To the picture of ESA reform, I am afraid we have to add the Work programme. Once billed as the greatest back-to-work programme designed by human hand it is now missing its target for disabled people by 60%. Charity after charity says that the number of people referred to them for specialist help to get back to work is minuscule and tiny. St Mungo’s and now the Single Homeless Project have even gone to the lengths of resigning from the programme altogether.
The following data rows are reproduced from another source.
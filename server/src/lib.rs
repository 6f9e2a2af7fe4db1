//! Tombola Server
//!
//! Giveaway platform backend: capability delegation to registered bot
//! endpoints with timeout racing, circuit breaking, fallbacks, and a
//! durable async retry queue.

pub mod api;
pub mod config;
pub mod db;
pub mod delegation;
pub mod notify;
pub mod observability;
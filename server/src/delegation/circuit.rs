//! Circuit Breaker
//!
//! Per-target failure-pattern detector that stops calling endpoints detected
//! as persistently failing.
//!
//! # States
//! - Closed: normal operation, calls pass through
//! - Open: endpoint assumed down, calls short-circuit to fallback
//! - Half-Open: trial recovery after the recovery timeout
//!
//! # State Transitions
//! ```text
//! Closed    → Open:      consecutive failures >= failure_threshold
//! Open      → Half-Open: recovery timeout elapsed since last failure
//! Half-Open → Closed:    consecutive successes >= success_threshold
//! Half-Open → Open:      any failure (recovery timeout restarts)
//! ```
//!
//! State is kept per (`application_id`, capability) in an injected store,
//! created lazily on first call and reset only by operator action. All
//! mutations are per-entry read-modify-write under a mutex, so transitions
//! stay linearizable under concurrent callers hitting the same target.

use std::future::Future;
use std::sync::Mutex;
use std::time::Duration;

use chrono::{DateTime, Utc};
use dashmap::DashMap;
use serde::Serialize;
use tokio::time::Instant;
use tracing::{info, warn};

use super::types::{DelegationError, TargetKey};

/// Circuit breaker tuning. Defaults follow the platform-wide policy.
#[derive(Debug, Clone)]
pub struct CircuitBreakerConfig {
    /// Consecutive failures while Closed before the circuit opens.
    pub failure_threshold: u32,
    /// Time the circuit stays Open before a trial call is allowed.
    pub recovery_timeout: Duration,
    /// Consecutive Half-Open successes before the circuit closes.
    pub success_threshold: u32,
}

impl Default for CircuitBreakerConfig {
    fn default() -> Self {
        Self {
            failure_threshold: 5,
            recovery_timeout: Duration::from_secs(60),
            success_threshold: 3,
        }
    }
}

/// Circuit status as exposed to operators.
#[derive(Debug, Clone, Copy, PartialEq, Eq, Serialize)]
#[serde(rename_all = "snake_case")]
pub enum CircuitStatus {
    Closed,
    Open,
    HalfOpen,
}

/// Per-target circuit state. Interior of one store entry.
#[derive(Debug)]
struct CircuitState {
    status: CircuitStatus,
    consecutive_failures: u32,
    consecutive_successes: u32,
    /// Monotonic instant of the last failure, drives the recovery timer.
    last_failure_at: Option<Instant>,
    /// Wall-clock mirror of `last_failure_at` for operator reporting.
    last_failure_wall: Option<DateTime<Utc>>,
}

impl CircuitState {
    const fn new() -> Self {
        Self {
            status: CircuitStatus::Closed,
            consecutive_failures: 0,
            consecutive_successes: 0,
            last_failure_at: None,
            last_failure_wall: None,
        }
    }
}

/// Operator-facing snapshot of one circuit.
#[derive(Debug, Clone, Serialize)]
pub struct CircuitSnapshot {
    pub target: TargetKey,
    pub status: CircuitStatus,
    pub consecutive_failures: u32,
    pub consecutive_successes: u32,
    pub last_failure_at: Option<DateTime<Utc>>,
}

/// Store of circuit states keyed by (`application_id`, capability).
///
/// Lifecycle is tied to the process; see DESIGN notes on cross-instance
/// sharing.
pub struct CircuitBreaker {
    config: CircuitBreakerConfig,
    states: DashMap<TargetKey, Mutex<CircuitState>>,
}

impl CircuitBreaker {
    #[must_use]
    pub fn new(config: CircuitBreakerConfig) -> Self {
        Self {
            config,
            states: DashMap::new(),
        }
    }

    /// Run `f` against the (lazily created) state entry for `key`.
    fn with_state<T>(&self, key: TargetKey, f: impl FnOnce(&mut CircuitState) -> T) -> T {
        let entry = self.states.entry(key).or_insert_with(|| Mutex::new(CircuitState::new()));
        let mut state = entry.lock().expect("circuit state mutex poisoned");
        f(&mut state)
    }

    /// Gate a call: returns false when the circuit is Open and the recovery
    /// timeout has not elapsed. Moves Open circuits to Half-Open once it has.
    fn admit(&self, key: TargetKey) -> bool {
        self.with_state(key, |state| match state.status {
            CircuitStatus::Closed | CircuitStatus::HalfOpen => true,
            CircuitStatus::Open => {
                let recovered = state
                    .last_failure_at
                    .is_some_and(|at| at.elapsed() >= self.config.recovery_timeout);
                if recovered {
                    state.status = CircuitStatus::HalfOpen;
                    state.consecutive_successes = 0;
                    info!(target_key = %key, "Circuit half-open, allowing trial call");
                }
                recovered
            }
        })
    }

    /// Record a successful call. Returns true if the circuit just closed.
    fn record_success(&self, key: TargetKey) -> bool {
        self.with_state(key, |state| match state.status {
            CircuitStatus::Closed => {
                state.consecutive_failures = 0;
                false
            }
            CircuitStatus::HalfOpen => {
                state.consecutive_successes += 1;
                if state.consecutive_successes >= self.config.success_threshold {
                    state.status = CircuitStatus::Closed;
                    state.consecutive_failures = 0;
                    state.consecutive_successes = 0;
                    return true;
                }
                false
            }
            // Late result from a call admitted before the circuit opened
            CircuitStatus::Open => false,
        })
    }

    /// Record a failed call. Returns true if the circuit just opened.
    fn record_failure(&self, key: TargetKey) -> bool {
        self.with_state(key, |state| {
            state.last_failure_at = Some(Instant::now());
            state.last_failure_wall = Some(Utc::now());
            match state.status {
                CircuitStatus::Closed => {
                    state.consecutive_failures += 1;
                    if state.consecutive_failures >= self.config.failure_threshold {
                        state.status = CircuitStatus::Open;
                        return true;
                    }
                    false
                }
                CircuitStatus::HalfOpen => {
                    state.status = CircuitStatus::Open;
                    state.consecutive_successes = 0;
                    true
                }
                CircuitStatus::Open => false,
            }
        })
    }

    /// Execute `primary` under circuit protection.
    ///
    /// While Open and before the recovery timeout, `primary` is invoked zero
    /// times and `fallback` receives [`DelegationError::CircuitOpen`].
    /// Otherwise `primary` runs and its outcome drives the state machine;
    /// any failure is handed to `fallback`, whose result (or error) is the
    /// final outcome. Errors surface only from `fallback`.
    pub async fn call<T, E, P, PFut, F, FFut>(
        &self,
        key: TargetKey,
        primary: P,
        fallback: F,
    ) -> Result<T, E>
    where
        P: FnOnce() -> PFut,
        PFut: Future<Output = Result<T, DelegationError>>,
        F: FnOnce(DelegationError) -> FFut,
        FFut: Future<Output = Result<T, E>>,
    {
        if !self.admit(key) {
            return fallback(DelegationError::CircuitOpen).await;
        }

        match primary().await {
            Ok(value) => {
                if self.record_success(key) {
                    info!(target_key = %key, "Circuit closed after successful recovery");
                }
                Ok(value)
            }
            Err(err) => {
                if self.record_failure(key) {
                    warn!(target_key = %key, error = %err, "Circuit opened");
                }
                fallback(err).await
            }
        }
    }

    /// Operator action: force a circuit back to Closed with cleared counters.
    /// Returns false if no circuit exists for the key yet.
    pub fn force_reset(&self, key: TargetKey) -> bool {
        let Some(entry) = self.states.get(&key) else {
            return false;
        };
        let mut state = entry.lock().expect("circuit state mutex poisoned");
        *state = CircuitState::new();
        info!(target_key = %key, "Circuit force-reset by operator");
        true
    }

    /// Snapshot one circuit, if it has been created.
    pub fn snapshot(&self, key: TargetKey) -> Option<CircuitSnapshot> {
        self.states.get(&key).map(|entry| {
            let state = entry.lock().expect("circuit state mutex poisoned");
            CircuitSnapshot {
                target: key,
                status: state.status,
                consecutive_failures: state.consecutive_failures,
                consecutive_successes: state.consecutive_successes,
                last_failure_at: state.last_failure_wall,
            }
        })
    }

    /// Snapshot every circuit created so far.
    pub fn snapshots(&self) -> Vec<CircuitSnapshot> {
        self.states
            .iter()
            .map(|entry| {
                let state = entry.value().lock().expect("circuit state mutex poisoned");
                CircuitSnapshot {
                    target: *entry.key(),
                    status: state.status,
                    consecutive_failures: state.consecutive_failures,
                    consecutive_successes: state.consecutive_successes,
                    last_failure_at: state.last_failure_wall,
                }
            })
            .collect()
    }
}
//! Delegation Gateway
//!
//! Synchronous entry point for delegated calls. Races the signed outbound
//! call against the target's deadline, consults the circuit breaker, and on
//! any failure mode resolves through the fallback dispatcher — so callers
//! always get an answer within `timeout_ms` plus bounded overhead,
//! regardless of how long the remote side takes.

use std::sync::Arc;

use serde_json::Value;
use sqlx::PgPool;
use thiserror::Error;
use tracing::{debug, warn};
use uuid::Uuid;

use super::circuit::CircuitBreaker;
use super::fallback::{FallbackContext, FallbackDispatcher, ResultCache};
use super::queue::AsyncJobQueue;
use super::transport::{DelegationRequest, Transport};
use super::types::{
    Capability, DelegationError, DelegationMode, DelegationTarget, FallbackError, Outcome,
    QueueError, TargetKey,
};
use super::queries;
use crate::notify::{DelegationEvent, EventBroadcaster};
use crate::observability::recorder::MetricsRecorder;

/// Errors surfaced by [`DelegationGateway::delegate`].
///
/// Remote unavailability never appears here; only configuration gaps and
/// infrastructure failures propagate.
#[derive(Error, Debug)]
pub enum DelegateError {
    #[error("no delegation target registered for {0}")]
    UnknownTarget(TargetKey),
    #[error(transparent)]
    Fallback(#[from] FallbackError),
    #[error("database error: {0}")]
    Database(#[from] sqlx::Error),
    #[error(transparent)]
    Queue(#[from] QueueError),
}

/// Composes the circuit breaker, transport, and fallback dispatcher into the
/// platform-facing delegation surface.
pub struct DelegationGateway<T: Transport> {
    db: PgPool,
    transport: T,
    breaker: Arc<CircuitBreaker>,
    fallbacks: Arc<FallbackDispatcher>,
    cache: Arc<ResultCache>,
    queue: Arc<AsyncJobQueue>,
    metrics: MetricsRecorder,
    broadcaster: Arc<dyn EventBroadcaster>,
}

impl<T: Transport> DelegationGateway<T> {
    #[allow(clippy::too_many_arguments)]
    pub fn new(
        db: PgPool,
        transport: T,
        breaker: Arc<CircuitBreaker>,
        fallbacks: Arc<FallbackDispatcher>,
        cache: Arc<ResultCache>,
        queue: Arc<AsyncJobQueue>,
        metrics: MetricsRecorder,
        broadcaster: Arc<dyn EventBroadcaster>,
    ) -> Self {
        Self {
            db,
            transport,
            breaker,
            fallbacks,
            cache,
            queue,
            metrics,
            broadcaster,
        }
    }

    /// The circuit state store backing this gateway.
    #[must_use]
    pub const fn breaker(&self) -> &Arc<CircuitBreaker> {
        &self.breaker
    }

    /// Inbound surface for platform components: resolve the target and
    /// delegate in the requested mode.
    pub async fn delegate(
        &self,
        application_id: Uuid,
        capability: Capability,
        payload: Value,
        mode: DelegationMode,
    ) -> Result<Outcome, DelegateError> {
        let key = TargetKey::new(application_id, capability);
        let target = queries::get_target(&self.db, application_id, capability)
            .await?
            .ok_or(DelegateError::UnknownTarget(key))?;

        match mode {
            DelegationMode::Sync => Ok(self.call(&target, payload).await?),
            DelegationMode::Async => {
                let job_id = self.queue.enqueue(&target, payload).await?;
                Ok(Outcome::Deferred { job_id })
            }
        }
    }

    /// Execute one synchronous delegated call.
    ///
    /// Always resolves within the target's deadline plus bounded overhead:
    /// the outbound call is raced against `tokio::time::timeout` and its
    /// future dropped on expiry (best-effort cancellation — the remote side
    /// may still finish, which is why endpoints must be idempotent on
    /// `request_id`). Timeout, transport, and circuit-open failures resolve
    /// through the fallback dispatcher; only fallback errors propagate.
    pub async fn call(
        &self,
        target: &DelegationTarget,
        payload: Value,
    ) -> Result<Outcome, FallbackError> {
        let key = target.key();
        let request = DelegationRequest::sync(payload.clone());
        let deadline = target.timeout();

        self.breaker
            .call(
                key,
                || async {
                    let start = tokio::time::Instant::now();
                    let result = match tokio::time::timeout(
                        deadline,
                        self.transport.invoke(target, &request),
                    )
                    .await
                    {
                        Ok(result) => result,
                        Err(_) => Err(DelegationError::Timeout(deadline.as_millis() as u64)),
                    };
                    let duration = start.elapsed();
                    self.metrics.record(
                        key,
                        duration,
                        result.is_ok(),
                        result.as_ref().is_err_and(DelegationError::is_timeout),
                    );

                    let data = result?;
                    // Feed the CachedResult strategy and fan the result out
                    self.cache.store(key, data.clone());
                    self.broadcaster.delegation_completed(DelegationEvent {
                        target: key,
                        request_id: request.request_id,
                        job_id: None,
                        data: data.clone(),
                    });
                    debug!(target_key = %key, request_id = %request.request_id, "Delegation succeeded");
                    Ok(Outcome::Delegated { data })
                },
                |err| async {
                    warn!(target_key = %key, error = %err, "Delegation unavailable, executing fallback");
                    self.fallbacks
                        .execute(&FallbackContext {
                            target: target.clone(),
                            payload,
                            error: err,
                        })
                        .await
                },
            )
            .await
    }
}
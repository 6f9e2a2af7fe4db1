//! Observability
//!
//! Delegation metric recording, window aggregation, and the background
//! health monitor that turns windows and circuit state into alerts.

pub mod monitor;
pub mod recorder;
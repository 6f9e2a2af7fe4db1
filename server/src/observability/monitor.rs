//! Health Monitor
//!
//! Periodically aggregates metric windows and circuit state into alert
//! decisions. The monitor decides *when* to alert; delivery is the
//! notifier's concern.

use std::collections::HashMap;
use std::sync::Arc;
use std::time::Duration;

use sqlx::PgPool;
use tokio::sync::broadcast;
use tokio::time;
use tracing::{error, info};

use super::recorder::{aggregate_window, Window};
use crate::delegation::circuit::{CircuitBreaker, CircuitStatus};
use crate::delegation::types::TargetKey;
use crate::delegation::queries;
use crate::notify::{Alert, AlertKind, AlertSeverity, Notifier};

/// Alert thresholds. Rates are fractions in `0.0..=1.0`.
#[derive(Debug, Clone)]
pub struct HealthThresholds {
    /// Success rate below this is a warning.
    pub success_rate_warning: f64,
    /// Success rate below this is critical.
    pub success_rate_critical: f64,
    /// p95 latency above this fraction of the configured timeout is a warning.
    pub latency_timeout_ratio: f64,
    /// Dead letters held above this count is a warning.
    pub dead_letter_threshold: i64,
}

impl Default for HealthThresholds {
    fn default() -> Self {
        Self {
            success_rate_warning: 0.95,
            success_rate_critical: 0.90,
            latency_timeout_ratio: 0.80,
            dead_letter_threshold: 100,
        }
    }
}

/// Background evaluator of per-target health and platform-wide backlog.
pub struct HealthMonitor {
    db: PgPool,
    breaker: Arc<CircuitBreaker>,
    notifier: Arc<dyn Notifier>,
    interval: Duration,
    thresholds: HealthThresholds,
}

impl HealthMonitor {
    #[must_use]
    pub fn new(
        db: PgPool,
        breaker: Arc<CircuitBreaker>,
        notifier: Arc<dyn Notifier>,
        interval: Duration,
        thresholds: HealthThresholds,
    ) -> Self {
        Self {
            db,
            breaker,
            notifier,
            interval,
            thresholds,
        }
    }

    /// Run until the shutdown signal arrives.
    pub async fn run(self, mut shutdown: broadcast::Receiver<()>) {
        info!(
            interval_secs = self.interval.as_secs(),
            "Health monitor starting"
        );

        let mut ticker = time::interval(self.interval);
        // Circuit statuses seen last tick, to detect transitions to Open
        let mut last_statuses: HashMap<TargetKey, CircuitStatus> = HashMap::new();

        loop {
            tokio::select! {
                _ = ticker.tick() => {
                    self.evaluate(&mut last_statuses).await;
                }
                _ = shutdown.recv() => {
                    info!("Health monitor received shutdown signal, exiting loop");
                    break;
                }
            }
        }
    }

    async fn evaluate(&self, last_statuses: &mut HashMap<TargetKey, CircuitStatus>) {
        self.check_circuits(last_statuses);
        self.check_targets().await;
        self.check_dead_letter_backlog().await;
    }

    /// Alert on circuits newly observed Open since the previous tick.
    fn check_circuits(&self, last_statuses: &mut HashMap<TargetKey, CircuitStatus>) {
        for snapshot in self.breaker.snapshots() {
            let previous = last_statuses.insert(snapshot.target, snapshot.status);
            if snapshot.status == CircuitStatus::Open && previous != Some(CircuitStatus::Open) {
                self.notifier.notify(Alert {
                    severity: AlertSeverity::Critical,
                    kind: AlertKind::CircuitOpened,
                    target: Some(snapshot.target),
                    message: format!(
                        "Circuit opened for {} after {} consecutive failures",
                        snapshot.target, snapshot.consecutive_failures
                    ),
                });
            }
        }
    }

    /// Evaluate success-rate and latency rules per target over the 1h window.
    async fn check_targets(&self) {
        let targets = match queries::list_targets(&self.db).await {
            Ok(targets) => targets,
            Err(e) => {
                error!("Health monitor failed to list targets: {}", e);
                return;
            }
        };

        for target in targets {
            let key = target.key();
            let stats = match aggregate_window(&self.db, key, Window::H1).await {
                Ok(stats) => stats,
                Err(e) => {
                    error!(target_key = %key, "Health monitor failed to aggregate window: {}", e);
                    continue;
                }
            };

            if let Some(rate) = stats.success_rate() {
                if rate < self.thresholds.success_rate_critical {
                    self.notifier.notify(Alert {
                        severity: AlertSeverity::Critical,
                        kind: AlertKind::LowSuccessRate,
                        target: Some(key),
                        message: format!(
                            "Success rate {:.1}% over the last hour ({} calls)",
                            rate * 100.0,
                            stats.total
                        ),
                    });
                } else if rate < self.thresholds.success_rate_warning {
                    self.notifier.notify(Alert {
                        severity: AlertSeverity::Warning,
                        kind: AlertKind::LowSuccessRate,
                        target: Some(key),
                        message: format!(
                            "Success rate {:.1}% over the last hour ({} calls)",
                            rate * 100.0,
                            stats.total
                        ),
                    });
                }
            }

            if let Some(p95) = stats.p95_ms {
                let budget = f64::from(target.timeout_ms) * self.thresholds.latency_timeout_ratio;
                if p95 > budget {
                    self.notifier.notify(Alert {
                        severity: AlertSeverity::Warning,
                        kind: AlertKind::ElevatedLatency,
                        target: Some(key),
                        message: format!(
                            "p95 latency {p95:.0}ms exceeds {:.0}% of the {}ms timeout",
                            self.thresholds.latency_timeout_ratio * 100.0,
                            target.timeout_ms
                        ),
                    });
                }
            }
        }
    }

    /// Warn when the dead-letter store grows past the configured threshold.
    async fn check_dead_letter_backlog(&self) {
        match queries::count_dead_letters(&self.db).await {
            Ok(count) if count > self.thresholds.dead_letter_threshold => {
                self.notifier.notify(Alert {
                    severity: AlertSeverity::Warning,
                    kind: AlertKind::DeadLetterBacklog,
                    target: None,
                    message: format!(
                        "Dead-letter store holds {count} jobs (threshold {})",
                        self.thresholds.dead_letter_threshold
                    ),
                });
            }
            Ok(_) => {}
            Err(e) => error!("Health monitor failed to count dead letters: {}", e),
        }
    }
}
This Government’s contempt is not reserved for disabled people without a job. There is plenty of it to go around for people with a job, including those Remploy workers in factories to whom the Secretary of State said, “You don’t produce very much at all. They are not doing any work at all. They are just making cups of coffee.” I hope that, in the course of this debate, the Secretary of State will take the opportunity to resign—I mean apologise. [Interruption.] I may not give way to calls on that point, but I congratulate the Sunday Express on its campaign, highlighting the disgraceful treatment of Remploy workers. We all know that Remploy has to change—that is the point I would make to Conservative Members—but this Government have decided to press ahead, closing these factories at breakneck speed. These factories are in constituencies where twice as many people as the national average are chasing every single job. How can it be right to say to these factories that they have until Monday to complete a business plan that, if it is not successful, will see the closure of factories in communities that need jobs and cannot afford to lose them?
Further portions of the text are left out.